FamPay Investment thesis
Why is "neo-banking" for kids an underserved market and a long-term opportunity
This post was originally published here.
FamPay is building a neobank for teenagers — having initially launched an app-based smart prepaid card.
They make it incredibly easy for parents, from anywhere in the world to send pocket money to their kids, without opening a bank account for them, giving access to all the digital payments (UPI & P2P transfer) and wallet services, that are typically inaccessible to teenagers. The FamPay ecosystem allows both parents and children to save, monitor and track expenses.
These smart cards replace the fixed or ad-hoc pocket money, typically given in cash whereas the spending is shifting to digital avenues.
What intrigues me about FamPay however is not just this initial beachhead (i.e. the opportunity of creating a financial ecosystem by capturing users early in the lifecycle and becoming their single source of truth), but them playing a key role in making kids financially literate by educating them about financial goals and savings.

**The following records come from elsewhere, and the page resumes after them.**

//! Best-effort completion callbacks.

use crate::error::{ErrorKind, PipelineError};
use crate::model::{UploadResult, WebhookDeliveryOutcome};
use hmac::{Hmac, Mac};
use reqwest::Url;
use serde::Serialize;
use sha2::Sha256;
use std::time::Duration;
use tracing::instrument;

type HmacSha256 = Hmac<Sha256>;

/// Header carrying the body signature, formatted `sha256=<hex>`.
pub const SIGNATURE_HEADER: &str = "X-Webhook-Signature";

const WEBHOOK_TIMEOUT: Duration = Duration::from_secs(5);

/// Body of a completion callback.
#[derive(Debug, Clone, PartialEq, Eq, Serialize)]
#[serde(tag = "status", rename_all = "lowercase")]
pub enum WebhookPayload {
    Succeeded {
        youtube_video_id: String,
        url: String,
    },
    Failed {
        s3_key: String,
        error: String,
        error_kind: ErrorKind,
    },
}

impl WebhookPayload {
    pub fn succeeded(result: &UploadResult) -> Self {
        WebhookPayload::Succeeded {
            youtube_video_id: result.video_id.clone(),
            url: result.url.clone(),
        }
    }

    pub fn failed(s3_key: &str, error: &PipelineError) -> Self {
        WebhookPayload::Failed {
            s3_key: s3_key.to_string(),
            error: error.to_string(),
            error_kind: error.kind(),
        }
    }
}

/// Computes the `sha256=<hex>` signature of `body` under `secret`.
pub fn sign(secret: &str, body: &[u8]) -> Option<String> {
    let mut mac = HmacSha256::new_from_slice(secret.as_bytes()).ok()?;
    mac.update(body);
    Some(format!("sha256={}", hex::encode(mac.finalize().into_bytes())))
}

/// Delivers completion callbacks.
///
/// Delivery is a single attempt and never fails the invocation: whatever happens is reported
/// in the returned [`WebhookDeliveryOutcome`].
#[derive(Debug, Clone)]
pub struct WebhookNotifier {
    client: reqwest::Client,
}

impl WebhookNotifier {
    pub fn new() -> Result<Self, reqwest::Error> {
        Self::with_timeout(WEBHOOK_TIMEOUT)
    }

    pub fn with_timeout(timeout: Duration) -> Result<Self, reqwest::Error> {
        let client = reqwest::ClientBuilder::new()
            // SSRF no thank you
            .redirect(reqwest::redirect::Policy::none())
            .timeout(timeout)
            .build()?;
        Ok(Self { client })
    }

    /// POSTs `payload` to `url`, signing the body when a `secret` is given.
    #[instrument(skip(self, payload, secret), fields(%url, signed = secret.is_some()))]
    pub async fn notify(
        &self,
        url: &Url,
        payload: &WebhookPayload,
        secret: Option<&str>,
    ) -> WebhookDeliveryOutcome {
        let body = match serde_json::to_vec(payload) {
            Ok(body) => body,
            Err(e) => {
                tracing::warn!(error = %e, "could not serialize webhook payload");
                return WebhookDeliveryOutcome::default();
            }
        };

        let mut request = self
            .client
            .post(url.clone())
            .header(reqwest::header::CONTENT_TYPE, "application/json");
        if let Some(secret) = secret {
            match sign(secret, &body) {
                Some(signature) => request = request.header(SIGNATURE_HEADER, signature),
                None => tracing::warn!("could not sign webhook body, sending it unsigned"),
            }
        }

        match request.body(body).send().await {
            Ok(response) => {
                let status = response.status();
                if status.is_success() {
                    tracing::info!(%status, "webhook delivered");
                } else {
                    tracing::warn!(%status, "webhook endpoint answered with an error");
                }
                WebhookDeliveryOutcome {
                    attempted: true,
                    succeeded: status.is_success(),
                    status_code: Some(status.as_u16()),
                }
            }
            Err(e) => {
                tracing::warn!(error = %e, "webhook delivery failed");
                WebhookDeliveryOutcome {
                    attempted: true,
                    succeeded: false,
                    status_code: None,
                }
            }
        }
    }
}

1: This is a rapidly growing and underserved market
There are 13.5MN kids & teenagers (studying in private & elite schools) spending a total ~$1.5BN every year across online and offline channels. Parents give cash to teens to spend outside and allow them to make online purchases using parents’ cards.
The digital (internet, payments, social) and consumption (e-commerce, OTT/videos, food delivery) economy boom in the last 5 years has increased the awareness and financial literacy. All other data confirms this trend of teenagers being at the forefront of this boom, creating a need for financial services for teenagers.
Covid digital adoption boost: Edtech's user base has grown 2X from 45MN to 90MN (paid user base grew from 2.5MN in 2019 to 4.5MN in 2020)
UPI has breached 2BN transactions per month with ~150MN unique users
Growth of prepaid cards in India: expected to grow at a 35% CAGR ($38BN in 2018, expected to grow to $130BN by 2023)
India offers tremendous head-room given under-penetration. Even for the elite customers & millennials, there is room to offer superior customer service & leverage tech.
Another interesting behaviour that’s come across is that in some urban and tier-2 centers, parents rely on kids to complete online transactions, which could expand the overall market a bit for this product.
2: Solid traction, with the foundations in place for repeatable growth
In just about a year of working on this business, the company is well past 150K+ FamPay cards distributed, with consistent growth now happening with a manageable (but high) blended CAC of ~$300.
I believe they can sustain/accelerate this rate of growth for quite a while to come, since in addition to paid acquisition, there are a myriad of partnership opportunities in place with all the large consumption platforms to handle this side of the business for them.
That, plus by virtue of owning the financial services layer for teenagers, they are very well suited to sell additional services in the future, leading to lots of opportunities for expansion revenue.
They’re planning to grow primarily via organic channels and native channel partnerships, and are ramping back up paid acquisition with improved CAC + top of funnel marketing. With all acquisition channels improving, I believe that growth can further accelerate.
3: A bet on the founders
I’ve been spending some time following the team, particularly the founders Sambhav Jain and Kush Taneja. I encourage you to listen to this podcast - I was super impressed with how he is thinking about the business.
FamPay was originally in YC S19 and the founders are expansive in their thinking around the business model by taking a community-focused approach, enabling a reselling and collaborative behavior that’ll lead to higher engagement and retention.
Prior investors include Sequoia, YCombinator, Venture Highway, Kunal Shah.
4: Business model - a niche segment & low opex
By regulation, neobanks in India are not allowed to take deposits from their customers and also lend on their own book, since they do not have a banking license. As may be the case, most neobanks partner with traditional banks/NBFCs to offer digital banking services, while for regulatory purposes the monetary transactions are routed through banks. As a result, the key focus of neobanks then is to offer a ‘bank in a box’ kind of service stack.
Key features include:
Targeted customer segment, easier acquisition- customers include tech savvy millennials and Gen-Z which are not the focus areas of legacy banks
Lower costs, due to lack of physical branches and low capital investment
Lower fees/charges and easier customer acquisition
‘Born in the cloud’ tech platform
Business model is expected to be similar to traditional banks — charging a monthly subscription for the card plus a small commission per transaction (through MDR). FamPay differentiates itself on superior service and customer experience. The path to profitability is expected to be longer given the long gestation period and overcrowded market.